Pages

10 November 2025

Report: Pentagon Can’t Forget About PNT for Golden Dome

Courtney Albon

The Pentagon should establish a dedicated budget to support its Golden Dome missile defense shield’s positioning, navigation, and timing needs and assign a PNT lead to coordinate needed improvements to ground and space-based navigation systems, according to a new report from the National Security Space Association.

The organization’s space-focused think tank, the Moorman Center, argues in a Nov. 4 report that PNT capabilities are critical to Golden Dome’s ability to track targets, guide interceptors, and command and control a complex network of missile defense systems. The Department of the Defense, the report states, should recognize this dependency and invest accordingly.

“Urgent investments in a national, resilient PNT architecture with at least two or three sources that have markedly different failure modes are needed to address and mitigate known vulnerabilities of GPS and other systems, while bolstering the effectiveness of Golden Dome,” James Frelk, vice chair of the Moorman Center for Space Studies, writes.
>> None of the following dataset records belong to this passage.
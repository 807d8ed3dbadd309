mod cli;
mod commands;

use cli::{GenerateParams, build_cli};
use tracing_subscriber::EnvFilter;

fn main() {
    let matches = build_cli().get_matches();
    let params = GenerateParams::from_matches(&matches);
    init_tracing(params.verbose);

    let code = commands::generate::run(params.into());
    std::process::exit(code);
}

/// Log to stderr. `-v` flags override `RUST_LOG`; without either only
/// warnings are shown.
fn init_tracing(verbose: u8) {
    let filter = match verbose {
        0 => EnvFilter::try_from_default_env().unwrap_or_else(|_| EnvFilter::new("warn")),
        1 => EnvFilter::new("info"),
        2 => EnvFilter::new("debug"),
        _ => EnvFilter::new("trace"),
    };
    tracing_subscriber::fmt()
        .with_env_filter(filter)
        .with_writer(std::io::stderr)
        .with_target(false)
        .init();
}
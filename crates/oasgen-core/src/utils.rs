/// Split an identifier-ish string into words.
///
/// Any non-alphanumeric character separates words. Case transitions also
/// split: `petId` is `pet`, `Id`, and an acronym run ends before the last
/// uppercase letter when a lowercase one follows (`HTTPServer` is `HTTP`,
/// `Server`). Digits stay attached to the word they follow.
///
/// # Examples
/// ```
/// use oasgen_core::utils::split_words;
/// assert_eq!(split_words("list_pets"), ["list", "pets"]);
/// assert_eq!(split_words("application/json"), ["application", "json"]);
/// assert_eq!(split_words("HTTPServer"), ["HTTP", "Server"]);
/// ```
pub fn split_words(s: &str) -> Vec<String> {
    let chars: Vec<char> = s.chars().collect();
    let mut words = Vec::new();
    let mut current = String::new();

    for (i, &c) in chars.iter().enumerate() {
        if !c.is_ascii_alphanumeric() {
            if !current.is_empty() {
                words.push(std::mem::take(&mut current));
            }
            continue;
        }

        if c.is_ascii_uppercase() && !current.is_empty() {
            let prev = chars[i - 1];
            let next_is_lower = chars.get(i + 1).is_some_and(|n| n.is_ascii_lowercase());
            let lower_to_upper = prev.is_ascii_lowercase() || prev.is_ascii_digit();
            let acronym_end = prev.is_ascii_uppercase() && next_is_lower;
            if lower_to_upper || acronym_end {
                words.push(std::mem::take(&mut current));
            }
        }

        current.push(c);
    }

    if !current.is_empty() {
        words.push(current);
    }
    words
}

fn capitalize(word: &str) -> String {
    let all_upper = word
        .chars()
        .filter(|c| c.is_ascii_alphabetic())
        .all(|c| c.is_ascii_uppercase());

    let mut out = String::with_capacity(word.len());
    for (i, c) in word.chars().enumerate() {
        if i == 0 {
            out.push(c.to_ascii_uppercase());
        } else if all_upper {
            out.push(c.to_ascii_lowercase());
        } else {
            out.push(c);
        }
    }
    out
}

/// Convert snake_case, kebab-case, camelCase or arbitrary text to PascalCase.
///
/// If the input is already PascalCase (starts uppercase, has lowercase, no
/// separators), it is returned unchanged.
///
/// # Examples
/// ```
/// use oasgen_core::utils::to_pascal_case;
/// assert_eq!(to_pascal_case("foo_bar"), "FooBar");
/// assert_eq!(to_pascal_case("FOO_BAR"), "FooBar");
/// assert_eq!(to_pascal_case("petId"), "PetId");
/// assert_eq!(to_pascal_case("FooBar"), "FooBar");  // idempotent
/// ```
pub fn to_pascal_case(s: &str) -> String {
    let has_separator = s.chars().any(|c| !c.is_ascii_alphanumeric());
    let has_lowercase = s.chars().any(|c| c.is_ascii_lowercase());
    let starts_uppercase = s.chars().next().is_some_and(|c| c.is_ascii_uppercase());

    if starts_uppercase && has_lowercase && !has_separator {
        return s.to_string();
    }

    split_words(s).iter().map(|w| capitalize(w)).collect()
}

/// Convert to camelCase.
///
/// # Examples
/// ```
/// use oasgen_core::utils::to_camel_case;
/// assert_eq!(to_camel_case("PetId"), "petId");
/// assert_eq!(to_camel_case("HTTPServer"), "httpServer");
/// ```
pub fn to_camel_case(s: &str) -> String {
    let mut out = String::with_capacity(s.len());
    for (i, word) in split_words(s).iter().enumerate() {
        if i == 0 {
            out.push_str(&word.to_ascii_lowercase());
        } else {
            out.push_str(&capitalize(word));
        }
    }
    out
}

/// Convert PascalCase or camelCase to snake_case.
///
/// # Examples
/// ```
/// use oasgen_core::utils::to_snake_case;
/// assert_eq!(to_snake_case("FooBar"), "foo_bar");
/// assert_eq!(to_snake_case("fooBar"), "foo_bar");
/// ```
pub fn to_snake_case(s: &str) -> String {
    split_words(s)
        .iter()
        .map(|w| w.to_ascii_lowercase())
        .collect::<Vec<_>>()
        .join("_")
}

/// Whether `s` is usable as an identifier in the common subset of target
/// languages: ASCII letters, digits and `_`, not starting with a digit.
pub fn is_identifier(s: &str) -> bool {
    let mut chars = s.chars();
    let Some(first) = chars.next() else {
        return false;
    };
    (first.is_ascii_alphabetic() || first == '_') && chars.all(|c| c.is_ascii_alphanumeric() || c == '_')
}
The Pentagon has yet to publicly release a detailed plan for Golden Dome, an advanced missile defense shield that the White House has projected will cost $175 billion to field over the next three years. That price tag is likely to grow as the Defense Department validates and fields more advanced elements of that architecture like space-based interceptors. Whatever shape the program ultimately takes, a robust position, navigation, and timing capability is needed, NSSA argues.

The report identifies potential vulnerabilities across the Defense Department’s PNT enterprise as well as opportunities to upgrade existing systems or leverage commercial alternatives. The GPS constellation, a mix of 31 legacy and modern satellites in medium-Earth orbit, is vulnerable to all kinds of enemy attack from anti-satellite weapons to signal jamming and other electronic warfare effects.

Since its full-scale invasion of Ukraine began in 2022, Russia has repeatedly interfered with GPS, and there are numerous other examples of Iran and China disrupting the capability in the Middle East and the Indo-Pacific.